━━ Material provided

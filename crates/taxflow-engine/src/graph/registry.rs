use std::collections::HashMap;
use std::sync::Arc;

use taxflow_core::error::{Result, TaxflowError};
use taxflow_core::state::WorkflowState;
use taxflow_core::types::StepId;

/// An explicit instruction from a step to resume at `resume_at` instead of
/// following the graph's edges.
#[derive(Debug, Clone, PartialEq)]
pub struct ControlDirective {
    pub resume_at: StepId,
    pub state_override: WorkflowState,
}

/// What a step hands back to the executor.
#[derive(Debug, Clone, PartialEq)]
pub enum StepOutput {
    /// Follow the step's outgoing edge with this state.
    Next(WorkflowState),
    /// Skip edge resolution and jump to the directive's step.
    Redirect(ControlDirective),
}

impl StepOutput {
    pub fn resume(resume_at: impl Into<StepId>, state: WorkflowState) -> Self {
        Self::Redirect(ControlDirective {
            resume_at: resume_at.into(),
            state_override: state,
        })
    }

    pub fn state(&self) -> &WorkflowState {
        match self {
            Self::Next(state) => state,
            Self::Redirect(directive) => &directive.state_override,
        }
    }

    pub fn directive(&self) -> Option<&ControlDirective> {
        match self {
            Self::Next(_) => None,
            Self::Redirect(directive) => Some(directive),
        }
    }
}

impl From<WorkflowState> for StepOutput {
    fn from(state: WorkflowState) -> Self {
        Self::Next(state)
    }
}

/// A named unit of work in a workflow graph.
///
/// Steps are total and synchronous: they take the run's state by value and
/// return it, optionally with a directive. Implementations must record their
/// own outcome (appending exactly their id to the trail).
pub trait Step: Send + Sync {
    fn run(&self, state: WorkflowState) -> StepOutput;
}

impl<F, O> Step for F
where
    F: Fn(WorkflowState) -> O + Send + Sync,
    O: Into<StepOutput>,
{
    fn run(&self, state: WorkflowState) -> StepOutput {
        self(state).into()
    }
}

/// Registry of the steps available to a graph.
#[derive(Default)]
pub struct StepRegistry {
    steps: HashMap<StepId, Arc<dyn Step>>,
    order: Vec<StepId>,
}

impl StepRegistry {
    pub fn new() -> Self {
        Self::default()
    }

    /// Register a step. Ids must be unique.
    pub fn register(&mut self, id: impl Into<StepId>, step: impl Step + 'static) -> Result<()> {
        let id = id.into();
        if self.steps.contains_key(&id) {
            return Err(TaxflowError::Configuration(format!(
                "step '{}' is already registered",
                id
            )));
        }
        self.order.push(id.clone());
        self.steps.insert(id, Arc::new(step));
        Ok(())
    }

    pub fn get(&self, id: &str) -> Option<Arc<dyn Step>> {
        self.steps.get(id).cloned()
    }

    pub fn contains(&self, id: &str) -> bool {
        self.steps.contains_key(id)
    }

    /// Step ids in registration order.
    pub fn ids(&self) -> &[StepId] {
        &self.order
    }

    pub fn len(&self) -> usize {
        self.steps.len()
    }

    pub fn is_empty(&self) -> bool {
        self.steps.is_empty()
    }
}

impl std::fmt::Debug for StepRegistry {
    fn fmt(&self, f: &mut std::fmt::Formatter<'_>) -> std::fmt::Result {
        f.debug_struct("StepRegistry").field("steps", &self.order).finish()
    }
}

━━━━

- Task objective -
All of the lines above must be returned exactly.

- Your solution -
filename crates/taxflow-engine/src/graph/registry.rs
use std::collections::HashMap;
use std::sync::Arc;

use taxflow_core::error::{Result, TaxflowError};
use taxflow_core::state::WorkflowState;
use taxflow_core::types::StepId;

/// An explicit instruction from a step to resume at `resume_at` instead of
/// following the graph's edges.
#[derive(Debug, Clone, PartialEq)]
pub struct ControlDirective {
    pub resume_at: StepId,
    pub state_override: WorkflowState,
}

/// What a step hands back to the executor.
#[derive(Debug, Clone, PartialEq)]
pub enum StepOutput {
    /// Follow the step's outgoing edge with this state.
    Next(WorkflowState),
    /// Skip edge resolution and jump to the directive's step.
    Redirect(ControlDirective),
}

impl StepOutput {
    pub fn resume(resume_at: impl Into<StepId>, state: WorkflowState) -> Self {
        Self::Redirect(ControlDirective {
            resume_at: resume_at.into(),
            state_override: state,
        })
    }

    pub fn state(&self) -> &WorkflowState {
        match self {
            Self::Next(state) => state,
            Self::Redirect(directive) => &directive.state_override,
        }
    }

    pub fn directive(&self) -> Option<&ControlDirective> {
        match self {
            Self::Next(_) => None,
            Self::Redirect(directive) => Some(directive),
        }
    }
}

impl From<WorkflowState> for StepOutput {
    fn from(state: WorkflowState) -> Self {
        Self::Next(state)
    }
}

/// A named unit of work in a workflow graph.
///
/// Steps are total and synchronous: they take the run's state by value and
/// return it, optionally with a directive. Implementations must record their
/// own outcome (appending exactly their id to the trail).
pub trait Step: Send + Sync {
    fn run(&self, state: WorkflowState) -> StepOutput;
}

impl<F, O> Step for F
where
    F: Fn(WorkflowState) -> O + Send + Sync,
    O: Into<StepOutput>,
{
    fn run(&self, state: WorkflowState) -> StepOutput {
        self(state).into()
    }
}

/// Registry of the steps available to a graph.
#[derive(Default)]
pub struct StepRegistry {
    steps: HashMap<StepId, Arc<dyn Step>>,
    order: Vec<StepId>,
}

impl StepRegistry {
    pub fn new() -> Self {
        Self::default()
    }

    /// Register a step. Ids must be unique.
    pub fn register(&mut self, id: impl Into<StepId>, step: impl Step + 'static) -> Result<()> {
        let id = id.into();
        if self.steps.contains_key(&id) {
            return Err(TaxflowError::Configuration(format!(
                "step '{}' is already registered",
                id
            )));
        }
        self.order.push(id.clone());
        self.steps.insert(id, Arc::new(step));
        Ok(())
    }

    pub fn get(&self, id: &str) -> Option<Arc<dyn Step>> {
        self.steps.get(id).cloned()
    }

    pub fn contains(&self, id: &str) -> bool {
        self.steps.contains_key(id)
    }

    /// Step ids in registration order.
    pub fn ids(&self) -> &[StepId] {
        &self.order
    }

    pub fn len(&self) -> usize {
        self.steps.len()
    }

    pub fn is_empty(&self) -> bool {
        self.steps.is_empty()
    }
}

impl std::fmt::Debug for StepRegistry {
    fn fmt(&self, f: &mut std::fmt::Formatter<'_>) -> std::fmt::Result {
        f.debug_struct("StepRegistry").field("steps", &self.order).finish()
    }
}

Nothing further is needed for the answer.